One source describes those documents as rules of engagement, how to carry out their mission, how to prepare to die, to put them in sort of the right mental zone.

Investigators found the document, a photocopy, among the belongings left behind by Mohammed Atta, believed to have piloted the first plane that hit the World Trade Center. It's originally hand written in Arabic, author unknown. Among the instructions, a source tells CNN, these words: "Strike your enemy above his neck." Much of the document includes rudimentary rules for a terrorist, how to dress, how to get a taxi, be on time.

The "Washington Post" in today's editions quoted additional excerpts: "Check all of your items, your bag, your clothes, knifes, your will, your IDs, your passport, all your papers." It continues: "Make sure that nobody is following you."

A source told us the document contains paragraph after paragraph of spiritual messages, asking God for guidance. Under a section called "The Last Night" the "Washington Post" said there was a promise of everlasting life. It ends this way: "We are of God, and to God we return."

Now, both "Washington Post" and "Dallas Morning News" also report that this similar document was found among the wreckage of another plane that was hijacked, the doomed flight that crashed in Pennsylvania -- Paula.

ZAHN: Susan do we know that if Atta left anything else behind of significance?

CANDIOTTI: We do. Sources tell us that among his belongings they also found the names and phone numbers of possible associates; obviously, that would be a critical lead and is being followed up on. Now, why he would leave something behind, no one knows.

ZAHN: But, Susan, going back to this primer on how these suspected hijackers were supposed to spend their last days, is there -- I know those bags didn't make it on the plane from Portland, Maine to Boston.
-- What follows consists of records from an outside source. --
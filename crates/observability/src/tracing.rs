//! Tracing/logging initialization.

use tracing_subscriber::EnvFilter;

/// Initialize tracing/logging for the process.
///
/// JSON logs with timestamps, filtered via `RUST_LOG` (defaulting to
/// `info`). Safe to call multiple times (subsequent calls are no-ops).
pub fn init() {
    init_with_default_filter("info");
}

/// Like [`init`], with an explicit fallback filter for when `RUST_LOG` is
/// unset. Tests use this to keep projector debug output quiet.
pub fn init_with_default_filter(directives: &str) {
    let filter =
        EnvFilter::try_from_default_env().unwrap_or_else(|_| EnvFilter::new(directives));

    let _ = tracing_subscriber::fmt()
        .with_env_filter(filter)
        .json()
        .with_timer(tracing_subscriber::fmt::time::SystemTime)
        .with_target(false)
        .try_init();
}
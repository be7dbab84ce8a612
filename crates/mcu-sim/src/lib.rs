//! Controller Unit Simulation Library
//!
//! This crate provides a simulation layer for exercising the controller
//! session without a physical board. It includes:
//!
//! - **VirtualController**: answers requests with protocol-accurate reply frames
//! - **SimPlatform**: a HID platform of virtual interfaces with failure injection
//!
//! # Example
//!
//! ```rust
//! use mcu_detect::CandidateInterface;
//! use mcu_session::{ConnectionSession, McuController};
//! use mcu_sim::{SimBehavior, SimPlatform, VirtualController};
//!
//! let mut platform = SimPlatform::new();
//! platform.add_controller(
//!     CandidateInterface::new(r"\\?\hid#vid_1ff7&pid_0f21&mi_00&col02#7&1a2b&0&0001#{4d1e55b2-f16f-11cf-88cb-001111000030}", 0x0400),
//!     VirtualController::new(),
//!     SimBehavior::default(),
//! );
//!
//! let controller = McuController::new(ConnectionSession::new(platform));
//! assert!(controller.connect());
//! assert_eq!(controller.board_name(), "SEEWO-BOARD");
//! ```

pub mod controller;
pub mod platform;

pub use controller::{InputSource, VirtualController, VirtualControllerConfig};
pub use platform::{SimBehavior, SimDevice, SimHandle, SimPlatform, SimStats};
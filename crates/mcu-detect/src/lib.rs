//! Controller Unit Detection Library
//!
//! This crate finds the HID interface of a Seewo board controller among
//! everything the host exposes: a catalog of known variants, a coarse rule
//! for unknown ones, and a ranking that decides which interface to try first.
//!
//! # Example
//!
//! ```rust
//! use mcu_detect::{CandidateInterface, DetectedDevice, DeviceMatcher};
//!
//! let matcher = DeviceMatcher::new();
//! let mut detected = DetectedDevice::new();
//!
//! let found = matcher.find_all(
//!     vec![
//!         CandidateInterface::new(r"\\?\hid#vid_046d&pid_c31c&mi_00#1#{g}", 0),
//!         CandidateInterface::new(r"\\?\hid#vid_1ff7&pid_0f15&mi_00&col02#6&xyz#{g}", 0),
//!     ],
//!     &mut detected,
//! );
//!
//! assert_eq!(found.len(), 1);
//! assert!(detected.is(&found[0]));
//! ```

pub mod catalog;
pub mod error;
pub mod identity;
pub mod matcher;
pub mod scanner;

pub use catalog::{IdentityCatalog, Rank};
pub use error::DetectError;
pub use identity::{CandidateInterface, DetectedDevice, DeviceIdentity, ParsedIdentity, UsbInfo};
pub use matcher::DeviceMatcher;
pub use scanner::{revision_from_hardware_id, HidScanner};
Is there any suggestion that these documents were purposely left behind or just as a result of the bag not making it on the plane?

CANDIOTTI: It would appear it's because the bag simply didn't make the flight, but because we now have those documents, the authorities have those documents in their possession, obviously, it gives them incredible insight into what their thinking was and as they continue to look for other associates to see if they can shed more light on this.

ZAHN: OK. Susan, thanks so much for that update, fascinating.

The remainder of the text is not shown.